Copy out each line of the data that includes the string "stats".

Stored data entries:
• • • • • • •

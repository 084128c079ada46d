use anyhow::{Context, Result};
use chrono::NaiveDate;
use serde_json::{Map, Value};
use tracing::{debug, info, warn};

use crate::http_client::PageSource;
use crate::model::{CanonicalEvent, Side, TeamResult};
use crate::stat_normalize::{
    GroupRow, GroupValues, RawAthlete, RawTeamPayload, StatPayload, augment, normalize,
};
use crate::teams::{canonical_team_code, localized_team_name};

const ESPN_NBA_BASE: &str = "https://site.api.espn.com/apis/site/v2/sports/basketball/nba";
const REGULATION_PERIODS: u32 = 4;

pub fn scoreboard_url(date: NaiveDate) -> String {
    format!("{ESPN_NBA_BASE}/scoreboard?dates={}", date.format("%Y%m%d"))
}

pub fn summary_url(event_id: &str) -> String {
    format!("{ESPN_NBA_BASE}/summary?event={event_id}")
}

/// A primary event with whatever player rows the scoreboard carried.
#[derive(Debug, Clone)]
pub struct PrimaryEvent {
    pub event: CanonicalEvent,
    pub payloads: Vec<RawTeamPayload>,
}

/// Day scoreboard from the primary source. An unreachable or unreadable
/// scoreboard is "no games", not an error.
pub fn fetch_primary_events(source: &dyn PageSource, date: NaiveDate) -> Vec<PrimaryEvent> {
    let url = scoreboard_url(date);
    let body = match source.fetch(&url) {
        Ok(Some(body)) => body,
        Ok(None) => {
            warn!(url = %url, "primary scoreboard missing");
            return Vec::new();
        }
        Err(err) => {
            warn!(url = %url, "primary scoreboard fetch failed: {err:#}");
            return Vec::new();
        }
    };
    match parse_scoreboard_json(&body) {
        Ok(events) => {
            info!(count = events.len(), "loaded primary events");
            events
        }
        Err(err) => {
            warn!("primary scoreboard unparsable: {err:#}");
            Vec::new()
        }
    }
}

/// Per-team payloads from the detailed summary of one event. Failures
/// contribute nothing.
pub fn fetch_event_detail(source: &dyn PageSource, event_id: &str) -> Vec<RawTeamPayload> {
    let url = summary_url(event_id);
    let body = match source.fetch(&url) {
        Ok(Some(body)) => body,
        Ok(None) => return Vec::new(),
        Err(err) => {
            warn!(event_id, "primary summary fetch failed: {err:#}");
            return Vec::new();
        }
    };
    parse_summary_json(&body).unwrap_or_else(|err| {
        warn!(event_id, "primary summary unparsable: {err:#}");
        Vec::new()
    })
}

/// Applies summary payloads to the event's rows, side by side, using the
/// max-merge rule.
pub fn apply_detail(event: &mut CanonicalEvent, detail: &[RawTeamPayload]) {
    for payload in detail {
        let code = canonical_team_code(&payload.team_code);
        let Some(side) = event.side_of(&code) else {
            debug!(code = %code, "summary team not in event");
            continue;
        };
        augment(event.players_mut(side), payload);
    }
}

pub fn parse_scoreboard_json(raw: &str) -> Result<Vec<PrimaryEvent>> {
    let trimmed = raw.trim();
    if trimmed.is_empty() || trimmed == "null" {
        return Ok(Vec::new());
    }
    let root: Value = serde_json::from_str(trimmed).context("invalid scoreboard json")?;
    let Some(events) = root.get("events").and_then(Value::as_array) else {
        return Ok(Vec::new());
    };
    Ok(events.iter().filter_map(parse_scoreboard_event).collect())
}

fn parse_scoreboard_event(v: &Value) -> Option<PrimaryEvent> {
    let event_id = v.get("id").and_then(as_string_any)?;
    let competition = v
        .get("competitions")
        .and_then(Value::as_array)
        .and_then(|list| list.first())?;
    let competitors = competition.get("competitors").and_then(Value::as_array)?;

    let mut home = None;
    let mut away = None;
    let mut payloads = Vec::new();
    for competitor in competitors {
        let side = match competitor.get("homeAway").and_then(Value::as_str) {
            Some("home") => Side::Home,
            Some("away") => Side::Away,
            _ => continue,
        };
        let team = parse_competitor(competitor)?;
        let payload = parse_team_payload(&team.team_code, competitor);
        if !payload.payloads.is_empty() {
            payloads.push(payload);
        }
        match side {
            Side::Home => home = Some(team),
            Side::Away => away = Some(team),
        }
    }
    let (home, away) = (home?, away?);

    let status = competition.get("status").or_else(|| v.get("status"));
    let completed = status
        .and_then(|s| s.get("type"))
        .and_then(|t| t.get("completed"))
        .and_then(Value::as_bool)
        .unwrap_or(false);
    let period = status
        .and_then(|s| s.get("period"))
        .and_then(as_u32_any)
        .unwrap_or(0);
    let overtime = period
        .checked_sub(REGULATION_PERIODS)
        .filter(|extra| *extra > 0);

    let mut event = CanonicalEvent {
        event_id,
        home,
        away,
        home_players: Vec::new(),
        away_players: Vec::new(),
        overtime,
        completed,
    };
    for payload in &payloads {
        if let Some(side) = event.side_of(&payload.team_code) {
            *event.players_mut(side) = normalize(payload);
        }
    }
    Some(PrimaryEvent { event, payloads })
}

fn parse_competitor(v: &Value) -> Option<TeamResult> {
    let team = v.get("team")?;
    let abbr = team
        .get("abbreviation")
        .and_then(Value::as_str)
        .filter(|s| !s.trim().is_empty())?;
    let team_code = canonical_team_code(abbr);
    let score = v.get("score").and_then(as_u32_any).unwrap_or(0);
    let record = v
        .get("records")
        .and_then(Value::as_array)
        .and_then(|list| list.first())
        .and_then(|r| r.get("summary"))
        .and_then(Value::as_str)
        .or_else(|| v.get("record").and_then(Value::as_str))
        .map(str::to_string);
    Some(TeamResult {
        localized_name: localized_team_name(&team_code),
        team_code,
        score,
        record,
    })
}

/// Box-score payloads of the summary endpoint, one per team.
pub fn parse_summary_json(raw: &str) -> Result<Vec<RawTeamPayload>> {
    let trimmed = raw.trim();
    if trimmed.is_empty() || trimmed == "null" {
        return Ok(Vec::new());
    }
    let root: Value = serde_json::from_str(trimmed).context("invalid summary json")?;
    let Some(teams) = root
        .get("boxscore")
        .and_then(|b| b.get("players"))
        .and_then(Value::as_array)
    else {
        return Ok(Vec::new());
    };
    let mut out = Vec::with_capacity(teams.len());
    for team in teams {
        let Some(abbr) = team
            .get("team")
            .and_then(|t| t.get("abbreviation"))
            .and_then(Value::as_str)
        else {
            continue;
        };
        out.push(parse_team_payload(&canonical_team_code(abbr), team));
    }
    Ok(out)
}

/// Classifies the stat shapes present in one team object:
/// `statistics[]` groups (aligned lists or keyed maps), `athletes[].stats`
/// direct maps and `athletes[].totals` maps.
pub fn parse_team_payload(team_code: &str, v: &Value) -> RawTeamPayload {
    let mut payloads = Vec::new();

    if let Some(groups) = v.get("statistics").and_then(Value::as_array) {
        for group in groups {
            let Some(athletes) = group.get("athletes").and_then(Value::as_array) else {
                continue;
            };
            let keys = group
                .get("keys")
                .or_else(|| group.get("names"))
                .and_then(Value::as_array)
                .map(|keys| keys.iter().filter_map(as_string_any).collect())
                .unwrap_or_default();
            let rows = athletes
                .iter()
                .filter_map(|entry| {
                    let athlete = parse_athlete(entry)?;
                    let values = match entry.get("stats") {
                        Some(Value::Array(list)) => GroupValues::Aligned(list.clone()),
                        Some(Value::Object(map)) => GroupValues::Keyed(map.clone()),
                        _ => return None,
                    };
                    Some(GroupRow { athlete, values })
                })
                .collect::<Vec<_>>();
            if !rows.is_empty() {
                payloads.push(StatPayload::Grouped { keys, rows });
            }
        }
    }

    if let Some(athletes) = v.get("athletes").and_then(Value::as_array) {
        for entry in athletes {
            let Some(athlete) = parse_athlete(entry) else {
                continue;
            };
            if let Some(stats) = entry.get("stats").and_then(Value::as_object) {
                payloads.push(StatPayload::Direct {
                    athlete: athlete.clone(),
                    stats: stats.clone(),
                });
            }
            if let Some(totals) = entry.get("totals").and_then(Value::as_object) {
                payloads.push(StatPayload::Totals {
                    athlete,
                    totals: totals.clone(),
                });
            }
        }
    }

    RawTeamPayload {
        team_code: team_code.to_string(),
        payloads,
    }
}

fn parse_athlete(entry: &Value) -> Option<RawAthlete> {
    let athlete = entry.get("athlete").unwrap_or(entry);
    let id = athlete.get("id").and_then(as_string_any).unwrap_or_default();
    let display_name = pick_string(athlete, &["displayName", "fullName", "name"])?;
    Some(RawAthlete {
        id,
        display_name,
        given_name: pick_string(athlete, &["firstName"]),
        family_name: pick_string(athlete, &["lastName"]),
        profile_slug: None,
    })
}

fn pick_string(v: &Value, keys: &[&str]) -> Option<String> {
    let map: &Map<String, Value> = v.as_object()?;
    keys.iter()
        .filter_map(|key| map.get(*key))
        .filter_map(Value::as_str)
        .map(str::trim)
        .find(|s| !s.is_empty())
        .map(str::to_string)
}

fn as_string_any(v: &Value) -> Option<String> {
    match v {
        Value::String(s) if !s.trim().is_empty() => Some(s.trim().to_string()),
        Value::Number(n) => Some(n.to_string()),
        _ => None,
    }
}

fn as_u32_any(v: &Value) -> Option<u32> {
    if let Some(n) = v.as_u64() {
        return u32::try_from(n).ok();
    }
    v.as_str()?.trim().parse::<u32>().ok()
}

• • • • • • •

§ **EXERCISE RESPONSE**
/// `statistics[]` groups (aligned lists or keyed maps), `athletes[].stats`
                    let values = match entry.get("stats") {
            if let Some(stats) = entry.get("stats").and_then(Value::as_object) {
                    stats: stats.clone(),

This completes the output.